As operações são liquidadas em reais.

Quando recorrer a esse tipo de operação de swap?
O debate é ainda mais controverso em se tratando de câmbio flutuante. Nesse caso, não se trata de satisfazer uma demanda excepcional e pontual de moeda à vista. Mas pode haver um ambiente disfuncional, provocado, por exemplo, por grandes operações no mercado futuro (contratos de compras de dólares a determinada taxa no futuro). No Brasil, o mercado futuro de dólar é bem maior do que o mercado à vista e costuma determiná-lo.

Quando cogitar intervenções?
Quando há volatilidade (variação grande e frequente) de preços. Quando a taxa de câmbio parece, a depender do juízo, descolada das condições econômicas e financeiras (por exemplo, mesmo quando há fluxo cambial positivo, quando não há degradação das contas externas, inflação descontrolada ou piora significativa da situação fiscal).

Se o preço do dólar tem alta rápida, pode haver então piora das expectativas inflacionárias, o que tende a elevar as taxas de juros de mercado, o que costuma implicar baixas no preço das ações.

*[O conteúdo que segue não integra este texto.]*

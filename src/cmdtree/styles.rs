use cmdtree_style::{rgb_to_ansi256, Theme};
use console::Style;
use once_cell::sync::Lazy;

/// Style role names shared by the renderers, templates and handlers.
pub mod names {
    pub const HEADER: &str = "header";
    pub const TITLE: &str = "title";
    pub const KEY: &str = "key";
    pub const COMMAND: &str = "command";
    pub const OPTION: &str = "option";
    pub const ERROR: &str = "error";
    pub const SUCCESS: &str = "success";
    pub const MUTED: &str = "muted";
}

pub static CLI_THEME: Lazy<Theme> = Lazy::new(|| {
    Theme::new()
        .add(names::HEADER, Style::new().bold().underlined())
        .add(names::TITLE, Style::new().bold())
        .add(names::KEY, Style::new().cyan())
        .add(names::COMMAND, Style::new().green())
        .add(names::OPTION, Style::new().yellow())
        .add(names::ERROR, Style::new().red().bold())
        .add(names::SUCCESS, Style::new().green().bold())
        .add(
            names::MUTED,
            Style::new()
                .color256(rgb_to_ansi256((154, 154, 154)))
                .italic(),
        )
});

Essas mudanças de preços e taxas podem se realimentar ou mesmo suscitar especulações que intensificam tais movimentos.

Se o BC oferece swaps cambiais, tal movimento pode ser atenuado (se oferece proteção para quem apenas quer evitar perdas maiores com a desvalorização ou contém possível especulação). Pode, assim, conter o preço no mercado à vista; aumenta o risco de quem aposta na variação unidirecional (apenas para cima, no caso). O BC age, então, a fim de conter essa espiral negativa e, em tese, descolada dos "fundamentos" (sempre uma avaliação controversa), ou uma volatilidade excessiva de preços (que pode até paralisar decisões e operações).

Se não intervém, o BC pode contribuir para desvalorização adicional ou descontrolada da moeda, com prejuízos para a economia dita real e tumultos nos mercados financeiros. No entanto, por outro lado, uma intervenção mal fundamentada pode suscitar a ideia de que a autoridade monetária pretende fixar a taxa de câmbio em algum nível, talvez de modo a evitar efeitos na inflação, o que pode suscitar altas nas taxas de juros e outros sinais de descrédito.